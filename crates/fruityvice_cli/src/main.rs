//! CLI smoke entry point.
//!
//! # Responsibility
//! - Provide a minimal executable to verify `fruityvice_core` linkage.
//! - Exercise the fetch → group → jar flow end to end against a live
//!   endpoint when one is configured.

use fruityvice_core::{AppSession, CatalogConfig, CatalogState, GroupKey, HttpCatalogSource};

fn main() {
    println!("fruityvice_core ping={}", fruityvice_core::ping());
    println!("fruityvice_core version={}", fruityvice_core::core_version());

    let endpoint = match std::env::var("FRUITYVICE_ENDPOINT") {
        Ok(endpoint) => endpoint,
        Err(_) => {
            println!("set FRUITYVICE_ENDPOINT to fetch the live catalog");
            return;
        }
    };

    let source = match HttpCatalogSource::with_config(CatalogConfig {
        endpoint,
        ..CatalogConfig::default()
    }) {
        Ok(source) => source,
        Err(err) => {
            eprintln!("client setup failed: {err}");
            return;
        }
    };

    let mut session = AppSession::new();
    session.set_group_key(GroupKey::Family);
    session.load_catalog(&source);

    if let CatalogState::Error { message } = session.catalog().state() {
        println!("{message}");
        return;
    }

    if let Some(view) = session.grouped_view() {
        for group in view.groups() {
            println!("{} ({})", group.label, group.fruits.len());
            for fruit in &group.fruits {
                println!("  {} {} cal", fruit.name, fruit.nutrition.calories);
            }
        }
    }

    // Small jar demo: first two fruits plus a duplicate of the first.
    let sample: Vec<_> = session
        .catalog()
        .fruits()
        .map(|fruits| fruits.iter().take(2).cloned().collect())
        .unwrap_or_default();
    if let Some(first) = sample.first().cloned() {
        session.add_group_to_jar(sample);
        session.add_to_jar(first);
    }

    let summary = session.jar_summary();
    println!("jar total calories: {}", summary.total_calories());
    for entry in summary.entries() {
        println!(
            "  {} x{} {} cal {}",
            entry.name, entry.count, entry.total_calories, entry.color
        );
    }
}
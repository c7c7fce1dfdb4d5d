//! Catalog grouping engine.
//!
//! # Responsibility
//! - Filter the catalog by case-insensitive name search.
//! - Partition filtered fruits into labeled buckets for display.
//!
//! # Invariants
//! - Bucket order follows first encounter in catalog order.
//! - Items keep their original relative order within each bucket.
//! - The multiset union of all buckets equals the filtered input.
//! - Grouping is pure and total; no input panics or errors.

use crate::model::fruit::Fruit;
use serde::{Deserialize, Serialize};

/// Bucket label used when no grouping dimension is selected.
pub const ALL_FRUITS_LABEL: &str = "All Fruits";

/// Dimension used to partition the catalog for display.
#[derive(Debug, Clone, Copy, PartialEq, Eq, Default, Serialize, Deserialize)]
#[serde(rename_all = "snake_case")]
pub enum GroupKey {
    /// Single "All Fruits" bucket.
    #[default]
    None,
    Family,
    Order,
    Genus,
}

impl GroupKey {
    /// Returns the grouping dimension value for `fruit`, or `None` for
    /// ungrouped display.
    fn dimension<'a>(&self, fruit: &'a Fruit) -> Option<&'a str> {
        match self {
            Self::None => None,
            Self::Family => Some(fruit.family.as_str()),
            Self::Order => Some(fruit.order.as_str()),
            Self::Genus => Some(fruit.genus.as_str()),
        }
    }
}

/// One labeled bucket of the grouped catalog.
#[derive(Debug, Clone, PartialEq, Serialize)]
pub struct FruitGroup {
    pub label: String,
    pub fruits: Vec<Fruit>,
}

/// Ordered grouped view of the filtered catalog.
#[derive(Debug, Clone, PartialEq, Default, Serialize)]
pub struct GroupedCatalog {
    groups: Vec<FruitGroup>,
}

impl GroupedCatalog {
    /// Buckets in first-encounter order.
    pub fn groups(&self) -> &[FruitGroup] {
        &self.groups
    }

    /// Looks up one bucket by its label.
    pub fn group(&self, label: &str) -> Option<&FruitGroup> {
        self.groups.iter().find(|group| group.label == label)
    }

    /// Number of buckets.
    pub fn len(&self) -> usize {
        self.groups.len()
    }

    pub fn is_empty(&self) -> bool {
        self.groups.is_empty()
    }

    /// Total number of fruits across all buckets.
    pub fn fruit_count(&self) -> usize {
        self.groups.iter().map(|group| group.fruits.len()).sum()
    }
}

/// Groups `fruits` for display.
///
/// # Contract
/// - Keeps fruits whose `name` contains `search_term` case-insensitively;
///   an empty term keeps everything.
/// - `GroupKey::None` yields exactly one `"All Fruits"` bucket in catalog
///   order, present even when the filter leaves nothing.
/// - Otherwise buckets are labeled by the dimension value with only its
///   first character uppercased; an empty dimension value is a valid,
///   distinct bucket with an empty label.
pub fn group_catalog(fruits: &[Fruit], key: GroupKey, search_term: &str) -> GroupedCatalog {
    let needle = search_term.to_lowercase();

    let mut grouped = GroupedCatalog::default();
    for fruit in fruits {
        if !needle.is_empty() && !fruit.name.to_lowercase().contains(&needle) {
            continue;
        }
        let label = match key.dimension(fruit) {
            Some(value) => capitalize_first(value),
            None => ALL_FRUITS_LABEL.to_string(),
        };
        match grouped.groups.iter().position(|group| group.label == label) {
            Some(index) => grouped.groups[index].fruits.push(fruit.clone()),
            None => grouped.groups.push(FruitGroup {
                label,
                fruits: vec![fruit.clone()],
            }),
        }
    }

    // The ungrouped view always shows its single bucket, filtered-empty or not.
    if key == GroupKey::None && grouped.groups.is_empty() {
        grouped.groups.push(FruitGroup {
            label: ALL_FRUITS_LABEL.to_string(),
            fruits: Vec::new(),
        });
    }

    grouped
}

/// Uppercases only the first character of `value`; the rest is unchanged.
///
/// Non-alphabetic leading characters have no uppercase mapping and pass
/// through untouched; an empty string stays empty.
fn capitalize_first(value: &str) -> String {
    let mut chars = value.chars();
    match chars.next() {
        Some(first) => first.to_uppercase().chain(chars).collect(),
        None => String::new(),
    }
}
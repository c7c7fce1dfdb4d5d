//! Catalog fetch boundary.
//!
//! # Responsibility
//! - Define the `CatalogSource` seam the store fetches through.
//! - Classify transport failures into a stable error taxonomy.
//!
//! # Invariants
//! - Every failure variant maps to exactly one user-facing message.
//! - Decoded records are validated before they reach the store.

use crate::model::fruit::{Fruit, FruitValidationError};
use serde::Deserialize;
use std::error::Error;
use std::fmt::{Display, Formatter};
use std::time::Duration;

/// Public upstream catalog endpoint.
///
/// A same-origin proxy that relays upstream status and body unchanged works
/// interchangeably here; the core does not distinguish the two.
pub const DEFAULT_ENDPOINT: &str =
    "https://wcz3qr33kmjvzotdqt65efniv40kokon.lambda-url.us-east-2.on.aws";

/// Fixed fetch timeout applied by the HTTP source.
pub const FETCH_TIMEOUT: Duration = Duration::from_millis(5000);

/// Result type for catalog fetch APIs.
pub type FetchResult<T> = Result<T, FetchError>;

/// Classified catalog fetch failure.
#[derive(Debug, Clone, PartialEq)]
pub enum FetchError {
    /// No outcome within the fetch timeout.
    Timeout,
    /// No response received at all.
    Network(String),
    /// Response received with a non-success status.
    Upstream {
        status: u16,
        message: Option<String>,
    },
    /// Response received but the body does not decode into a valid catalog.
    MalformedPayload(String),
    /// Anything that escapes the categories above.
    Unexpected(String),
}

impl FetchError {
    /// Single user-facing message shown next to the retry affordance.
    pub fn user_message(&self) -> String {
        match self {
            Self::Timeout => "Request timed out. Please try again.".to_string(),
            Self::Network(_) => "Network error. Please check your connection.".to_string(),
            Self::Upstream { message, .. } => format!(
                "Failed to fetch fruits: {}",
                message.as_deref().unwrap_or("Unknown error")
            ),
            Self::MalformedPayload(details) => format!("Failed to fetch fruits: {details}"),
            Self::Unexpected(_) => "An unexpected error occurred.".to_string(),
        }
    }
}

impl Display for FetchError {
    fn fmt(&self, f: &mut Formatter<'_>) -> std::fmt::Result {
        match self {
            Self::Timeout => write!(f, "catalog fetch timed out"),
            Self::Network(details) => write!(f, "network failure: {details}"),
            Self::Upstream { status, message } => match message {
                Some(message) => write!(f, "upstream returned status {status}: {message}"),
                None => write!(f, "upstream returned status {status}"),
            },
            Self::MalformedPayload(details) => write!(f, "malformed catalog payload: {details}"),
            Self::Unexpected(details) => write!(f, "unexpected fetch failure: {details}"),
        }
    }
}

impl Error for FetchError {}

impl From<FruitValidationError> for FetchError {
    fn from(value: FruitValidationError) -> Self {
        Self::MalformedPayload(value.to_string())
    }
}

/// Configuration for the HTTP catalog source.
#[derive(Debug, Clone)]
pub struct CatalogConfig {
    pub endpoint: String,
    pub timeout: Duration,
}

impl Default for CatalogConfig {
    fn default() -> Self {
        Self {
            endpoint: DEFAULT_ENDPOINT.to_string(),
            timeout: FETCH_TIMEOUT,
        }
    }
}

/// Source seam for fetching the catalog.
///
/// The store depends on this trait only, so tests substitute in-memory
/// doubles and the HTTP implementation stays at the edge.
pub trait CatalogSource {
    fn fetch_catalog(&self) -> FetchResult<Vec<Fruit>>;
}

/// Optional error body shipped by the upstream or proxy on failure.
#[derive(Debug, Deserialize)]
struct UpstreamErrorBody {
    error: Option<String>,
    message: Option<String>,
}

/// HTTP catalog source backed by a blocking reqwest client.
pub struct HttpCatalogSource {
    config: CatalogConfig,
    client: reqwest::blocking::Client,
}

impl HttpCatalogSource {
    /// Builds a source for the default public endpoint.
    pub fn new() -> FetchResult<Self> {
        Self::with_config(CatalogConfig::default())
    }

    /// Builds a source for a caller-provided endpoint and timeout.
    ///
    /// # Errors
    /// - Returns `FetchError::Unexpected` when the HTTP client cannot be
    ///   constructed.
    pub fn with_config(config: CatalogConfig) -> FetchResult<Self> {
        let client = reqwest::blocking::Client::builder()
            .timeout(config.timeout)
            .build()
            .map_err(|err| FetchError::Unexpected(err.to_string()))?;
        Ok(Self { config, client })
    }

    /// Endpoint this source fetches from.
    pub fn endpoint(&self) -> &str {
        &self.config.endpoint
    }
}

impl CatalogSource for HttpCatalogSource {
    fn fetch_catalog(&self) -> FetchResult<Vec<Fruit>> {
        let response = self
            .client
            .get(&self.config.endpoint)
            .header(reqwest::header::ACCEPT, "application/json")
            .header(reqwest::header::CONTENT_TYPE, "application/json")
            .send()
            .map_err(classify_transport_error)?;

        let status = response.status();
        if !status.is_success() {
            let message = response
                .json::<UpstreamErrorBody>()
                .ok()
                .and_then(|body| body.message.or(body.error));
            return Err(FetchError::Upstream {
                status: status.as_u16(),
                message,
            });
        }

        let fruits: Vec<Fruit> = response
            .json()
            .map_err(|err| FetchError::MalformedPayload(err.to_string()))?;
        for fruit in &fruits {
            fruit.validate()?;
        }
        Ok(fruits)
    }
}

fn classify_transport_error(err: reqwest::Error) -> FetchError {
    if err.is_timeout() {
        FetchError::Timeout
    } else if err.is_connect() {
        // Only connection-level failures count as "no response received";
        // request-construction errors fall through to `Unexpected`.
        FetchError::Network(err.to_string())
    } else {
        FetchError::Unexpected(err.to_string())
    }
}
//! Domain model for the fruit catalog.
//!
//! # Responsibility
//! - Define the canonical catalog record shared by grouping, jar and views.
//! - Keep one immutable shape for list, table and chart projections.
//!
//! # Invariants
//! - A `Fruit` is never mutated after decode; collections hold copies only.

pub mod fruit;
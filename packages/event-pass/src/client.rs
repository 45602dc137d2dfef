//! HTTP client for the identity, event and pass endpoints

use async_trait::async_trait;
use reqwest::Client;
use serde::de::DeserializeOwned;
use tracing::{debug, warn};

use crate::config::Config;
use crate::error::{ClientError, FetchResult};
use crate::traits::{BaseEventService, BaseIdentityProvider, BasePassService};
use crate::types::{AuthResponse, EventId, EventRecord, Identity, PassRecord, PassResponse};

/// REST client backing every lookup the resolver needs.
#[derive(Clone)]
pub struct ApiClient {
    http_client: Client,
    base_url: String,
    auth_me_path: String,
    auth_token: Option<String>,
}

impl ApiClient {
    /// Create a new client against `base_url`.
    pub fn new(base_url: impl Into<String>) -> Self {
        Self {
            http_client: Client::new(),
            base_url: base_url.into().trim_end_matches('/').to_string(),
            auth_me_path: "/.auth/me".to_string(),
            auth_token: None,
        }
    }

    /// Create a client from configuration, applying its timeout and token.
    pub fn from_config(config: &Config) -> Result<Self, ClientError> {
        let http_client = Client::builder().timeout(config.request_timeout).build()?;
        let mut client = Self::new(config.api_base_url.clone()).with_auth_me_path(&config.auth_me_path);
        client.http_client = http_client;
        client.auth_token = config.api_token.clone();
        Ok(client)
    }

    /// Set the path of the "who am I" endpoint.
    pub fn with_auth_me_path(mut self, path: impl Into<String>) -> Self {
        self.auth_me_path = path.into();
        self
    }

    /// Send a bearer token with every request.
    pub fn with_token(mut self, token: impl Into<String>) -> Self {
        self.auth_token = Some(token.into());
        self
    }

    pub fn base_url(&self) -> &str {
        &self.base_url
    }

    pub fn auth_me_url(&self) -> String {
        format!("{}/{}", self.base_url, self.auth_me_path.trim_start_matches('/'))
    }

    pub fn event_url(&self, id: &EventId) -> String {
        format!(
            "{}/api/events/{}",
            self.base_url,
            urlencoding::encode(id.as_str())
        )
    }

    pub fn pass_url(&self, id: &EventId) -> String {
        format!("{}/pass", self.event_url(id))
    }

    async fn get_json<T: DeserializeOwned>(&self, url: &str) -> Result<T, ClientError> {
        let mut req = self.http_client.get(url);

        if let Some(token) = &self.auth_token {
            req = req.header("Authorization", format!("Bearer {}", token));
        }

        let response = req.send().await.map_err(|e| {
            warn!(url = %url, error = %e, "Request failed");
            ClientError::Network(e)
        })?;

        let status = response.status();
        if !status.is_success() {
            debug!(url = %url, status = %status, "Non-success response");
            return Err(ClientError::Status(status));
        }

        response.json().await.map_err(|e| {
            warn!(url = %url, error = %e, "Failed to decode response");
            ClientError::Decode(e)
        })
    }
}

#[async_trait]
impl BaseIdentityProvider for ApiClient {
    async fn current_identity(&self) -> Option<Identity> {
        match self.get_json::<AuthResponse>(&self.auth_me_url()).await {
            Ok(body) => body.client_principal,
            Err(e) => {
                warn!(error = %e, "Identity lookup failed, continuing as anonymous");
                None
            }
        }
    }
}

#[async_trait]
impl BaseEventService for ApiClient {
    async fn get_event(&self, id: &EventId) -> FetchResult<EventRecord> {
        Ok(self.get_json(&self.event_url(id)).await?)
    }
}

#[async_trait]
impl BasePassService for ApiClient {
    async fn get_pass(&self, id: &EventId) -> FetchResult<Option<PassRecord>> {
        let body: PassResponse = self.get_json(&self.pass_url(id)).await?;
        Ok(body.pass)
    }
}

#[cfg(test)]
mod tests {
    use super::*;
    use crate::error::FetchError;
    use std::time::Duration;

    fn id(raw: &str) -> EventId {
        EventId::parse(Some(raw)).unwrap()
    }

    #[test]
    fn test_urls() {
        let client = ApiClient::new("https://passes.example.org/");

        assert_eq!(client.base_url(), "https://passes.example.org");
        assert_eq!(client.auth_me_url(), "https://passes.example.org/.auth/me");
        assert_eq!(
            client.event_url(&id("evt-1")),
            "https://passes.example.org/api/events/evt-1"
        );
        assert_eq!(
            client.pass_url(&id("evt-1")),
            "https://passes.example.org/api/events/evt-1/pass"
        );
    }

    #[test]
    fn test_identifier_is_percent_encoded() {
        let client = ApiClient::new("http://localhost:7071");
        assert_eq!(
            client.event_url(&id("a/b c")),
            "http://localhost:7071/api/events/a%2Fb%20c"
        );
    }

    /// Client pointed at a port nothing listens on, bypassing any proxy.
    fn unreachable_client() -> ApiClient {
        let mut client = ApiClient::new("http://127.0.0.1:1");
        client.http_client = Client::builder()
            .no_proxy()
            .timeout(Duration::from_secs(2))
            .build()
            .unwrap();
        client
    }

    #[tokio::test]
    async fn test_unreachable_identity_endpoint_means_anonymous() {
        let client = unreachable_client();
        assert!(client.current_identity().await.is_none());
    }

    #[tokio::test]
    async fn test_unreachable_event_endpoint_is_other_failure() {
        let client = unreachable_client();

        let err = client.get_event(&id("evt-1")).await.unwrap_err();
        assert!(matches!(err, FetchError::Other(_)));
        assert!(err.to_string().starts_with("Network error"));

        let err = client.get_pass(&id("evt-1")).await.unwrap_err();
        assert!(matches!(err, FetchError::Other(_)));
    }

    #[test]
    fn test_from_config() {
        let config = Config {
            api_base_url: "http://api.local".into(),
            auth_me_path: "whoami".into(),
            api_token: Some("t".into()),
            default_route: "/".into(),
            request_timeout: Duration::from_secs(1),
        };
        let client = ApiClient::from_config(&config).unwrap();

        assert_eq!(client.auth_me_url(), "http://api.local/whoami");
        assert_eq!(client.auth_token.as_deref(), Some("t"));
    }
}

*What you are asked to do:* Proceeding from the line containing "for fruit in &fruits" through the line containing "Only connection-level failures", transcribe the lines above exactly, both end lines included.

*Answer:*
        for fruit in &fruits {
            fruit.validate()?;
        }
        Ok(fruits)
    }
}

fn classify_transport_error(err: reqwest::Error) -> FetchError {
    if err.is_timeout() {
        FetchError::Timeout
    } else if err.is_connect() {
        // Only connection-level failures count as "no response received";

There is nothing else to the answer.